### Problem details
Give the count of lines below that include the word "messages", and say nothing else.

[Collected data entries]
BEGIN
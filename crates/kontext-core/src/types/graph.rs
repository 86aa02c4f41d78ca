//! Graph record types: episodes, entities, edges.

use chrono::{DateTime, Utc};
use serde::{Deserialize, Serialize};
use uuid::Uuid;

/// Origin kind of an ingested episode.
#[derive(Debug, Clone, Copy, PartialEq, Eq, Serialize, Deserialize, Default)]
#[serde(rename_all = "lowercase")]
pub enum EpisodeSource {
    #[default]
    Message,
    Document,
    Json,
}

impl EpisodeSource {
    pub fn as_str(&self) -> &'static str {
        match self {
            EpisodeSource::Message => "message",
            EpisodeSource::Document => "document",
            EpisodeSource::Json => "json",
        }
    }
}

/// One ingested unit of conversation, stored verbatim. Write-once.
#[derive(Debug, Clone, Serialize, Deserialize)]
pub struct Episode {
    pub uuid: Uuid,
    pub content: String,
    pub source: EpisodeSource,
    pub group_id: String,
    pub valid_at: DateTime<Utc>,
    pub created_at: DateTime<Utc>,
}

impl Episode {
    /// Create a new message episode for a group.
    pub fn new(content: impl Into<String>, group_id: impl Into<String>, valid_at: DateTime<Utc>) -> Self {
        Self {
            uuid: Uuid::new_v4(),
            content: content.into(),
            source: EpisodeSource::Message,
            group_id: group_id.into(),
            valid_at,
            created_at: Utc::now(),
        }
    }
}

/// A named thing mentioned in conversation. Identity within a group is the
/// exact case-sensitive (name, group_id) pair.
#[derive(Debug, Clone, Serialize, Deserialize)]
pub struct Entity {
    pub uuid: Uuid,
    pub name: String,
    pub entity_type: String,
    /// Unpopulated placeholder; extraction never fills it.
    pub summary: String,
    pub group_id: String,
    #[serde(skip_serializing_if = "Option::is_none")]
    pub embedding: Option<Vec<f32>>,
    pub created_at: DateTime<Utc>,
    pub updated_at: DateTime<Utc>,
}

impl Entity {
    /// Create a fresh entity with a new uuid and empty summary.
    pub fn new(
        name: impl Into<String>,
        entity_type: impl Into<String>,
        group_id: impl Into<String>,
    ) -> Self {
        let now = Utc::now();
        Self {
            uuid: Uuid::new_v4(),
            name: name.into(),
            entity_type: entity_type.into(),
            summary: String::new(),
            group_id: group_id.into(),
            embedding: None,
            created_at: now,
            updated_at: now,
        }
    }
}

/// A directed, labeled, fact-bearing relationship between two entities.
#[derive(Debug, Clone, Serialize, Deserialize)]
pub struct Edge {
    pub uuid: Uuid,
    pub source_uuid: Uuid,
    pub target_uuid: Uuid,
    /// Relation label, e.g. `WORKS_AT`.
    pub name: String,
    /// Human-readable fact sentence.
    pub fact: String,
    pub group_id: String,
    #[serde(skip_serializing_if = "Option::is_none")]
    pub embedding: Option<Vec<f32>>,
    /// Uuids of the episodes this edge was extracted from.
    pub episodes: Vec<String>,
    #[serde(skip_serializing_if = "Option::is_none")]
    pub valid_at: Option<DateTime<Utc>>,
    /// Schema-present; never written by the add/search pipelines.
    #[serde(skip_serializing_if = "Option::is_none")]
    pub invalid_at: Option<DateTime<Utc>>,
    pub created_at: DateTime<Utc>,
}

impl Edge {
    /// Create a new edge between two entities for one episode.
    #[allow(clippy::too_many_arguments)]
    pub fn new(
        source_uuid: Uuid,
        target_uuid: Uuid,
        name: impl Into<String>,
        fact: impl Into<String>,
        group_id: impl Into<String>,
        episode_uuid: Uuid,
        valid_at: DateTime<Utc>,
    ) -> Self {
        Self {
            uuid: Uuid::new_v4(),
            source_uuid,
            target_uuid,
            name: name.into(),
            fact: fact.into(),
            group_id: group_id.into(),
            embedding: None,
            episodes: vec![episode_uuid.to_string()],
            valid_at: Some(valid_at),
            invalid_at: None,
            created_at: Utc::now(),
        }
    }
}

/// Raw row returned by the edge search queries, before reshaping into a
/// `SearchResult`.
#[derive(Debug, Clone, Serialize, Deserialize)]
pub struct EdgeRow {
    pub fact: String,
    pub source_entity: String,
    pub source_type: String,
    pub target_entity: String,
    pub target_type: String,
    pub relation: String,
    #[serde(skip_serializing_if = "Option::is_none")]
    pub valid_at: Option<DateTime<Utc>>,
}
END
BEGIN
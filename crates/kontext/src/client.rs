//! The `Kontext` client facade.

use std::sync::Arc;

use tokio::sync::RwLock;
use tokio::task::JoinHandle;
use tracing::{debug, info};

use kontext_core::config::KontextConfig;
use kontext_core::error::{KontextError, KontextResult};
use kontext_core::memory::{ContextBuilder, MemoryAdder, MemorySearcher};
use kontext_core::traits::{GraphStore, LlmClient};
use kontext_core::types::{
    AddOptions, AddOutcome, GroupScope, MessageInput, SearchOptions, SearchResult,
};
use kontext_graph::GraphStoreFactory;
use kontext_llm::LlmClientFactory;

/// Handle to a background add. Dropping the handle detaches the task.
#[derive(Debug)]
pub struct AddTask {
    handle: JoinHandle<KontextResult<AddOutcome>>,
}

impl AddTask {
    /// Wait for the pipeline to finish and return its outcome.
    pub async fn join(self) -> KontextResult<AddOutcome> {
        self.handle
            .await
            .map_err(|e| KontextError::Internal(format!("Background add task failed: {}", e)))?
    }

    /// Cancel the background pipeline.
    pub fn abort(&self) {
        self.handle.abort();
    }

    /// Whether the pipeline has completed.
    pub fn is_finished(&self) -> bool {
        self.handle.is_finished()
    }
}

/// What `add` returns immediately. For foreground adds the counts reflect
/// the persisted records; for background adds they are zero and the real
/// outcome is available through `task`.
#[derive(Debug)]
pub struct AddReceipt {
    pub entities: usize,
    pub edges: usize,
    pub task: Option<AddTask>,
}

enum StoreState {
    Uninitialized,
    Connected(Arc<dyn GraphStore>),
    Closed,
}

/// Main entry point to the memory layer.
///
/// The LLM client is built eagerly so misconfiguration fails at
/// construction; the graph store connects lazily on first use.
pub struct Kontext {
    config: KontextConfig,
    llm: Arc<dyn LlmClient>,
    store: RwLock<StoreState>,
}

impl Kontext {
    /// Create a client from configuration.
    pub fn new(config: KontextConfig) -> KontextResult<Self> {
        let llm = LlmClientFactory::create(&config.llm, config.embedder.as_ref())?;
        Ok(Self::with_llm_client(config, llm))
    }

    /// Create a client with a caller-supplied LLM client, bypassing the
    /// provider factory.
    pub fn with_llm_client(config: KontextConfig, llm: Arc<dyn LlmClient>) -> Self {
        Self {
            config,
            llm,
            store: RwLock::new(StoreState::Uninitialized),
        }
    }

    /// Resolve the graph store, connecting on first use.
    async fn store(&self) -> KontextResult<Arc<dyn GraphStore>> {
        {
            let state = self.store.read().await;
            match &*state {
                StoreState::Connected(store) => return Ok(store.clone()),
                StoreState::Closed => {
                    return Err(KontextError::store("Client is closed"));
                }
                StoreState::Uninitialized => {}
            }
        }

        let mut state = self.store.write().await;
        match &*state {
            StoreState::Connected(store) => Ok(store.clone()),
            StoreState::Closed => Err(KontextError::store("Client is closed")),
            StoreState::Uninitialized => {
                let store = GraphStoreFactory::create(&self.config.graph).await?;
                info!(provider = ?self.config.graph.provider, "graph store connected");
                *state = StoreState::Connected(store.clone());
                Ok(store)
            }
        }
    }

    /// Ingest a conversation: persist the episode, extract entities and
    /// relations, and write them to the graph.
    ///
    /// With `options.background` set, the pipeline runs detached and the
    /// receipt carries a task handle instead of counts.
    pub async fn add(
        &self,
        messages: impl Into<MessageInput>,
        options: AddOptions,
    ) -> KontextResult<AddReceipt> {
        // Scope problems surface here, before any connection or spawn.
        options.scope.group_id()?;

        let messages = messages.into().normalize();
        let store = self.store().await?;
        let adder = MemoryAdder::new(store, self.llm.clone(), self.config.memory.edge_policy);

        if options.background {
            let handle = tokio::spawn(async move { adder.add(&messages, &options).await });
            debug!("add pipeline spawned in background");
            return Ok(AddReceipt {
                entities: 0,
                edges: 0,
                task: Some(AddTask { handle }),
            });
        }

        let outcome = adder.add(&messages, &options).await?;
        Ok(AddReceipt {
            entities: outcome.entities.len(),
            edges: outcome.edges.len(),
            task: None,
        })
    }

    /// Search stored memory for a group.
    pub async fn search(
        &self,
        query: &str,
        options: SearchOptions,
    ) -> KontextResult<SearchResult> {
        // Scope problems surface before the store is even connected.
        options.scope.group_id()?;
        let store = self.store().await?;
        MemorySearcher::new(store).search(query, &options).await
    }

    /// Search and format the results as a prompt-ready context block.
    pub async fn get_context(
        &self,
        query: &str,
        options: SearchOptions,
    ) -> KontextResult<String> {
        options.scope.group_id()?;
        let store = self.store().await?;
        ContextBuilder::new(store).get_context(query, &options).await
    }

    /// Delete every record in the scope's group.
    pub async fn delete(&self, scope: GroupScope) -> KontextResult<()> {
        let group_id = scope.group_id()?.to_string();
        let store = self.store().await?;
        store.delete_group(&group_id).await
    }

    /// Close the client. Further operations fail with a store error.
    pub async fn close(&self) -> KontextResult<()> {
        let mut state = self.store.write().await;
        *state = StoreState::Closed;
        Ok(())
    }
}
END
### Solved problem
4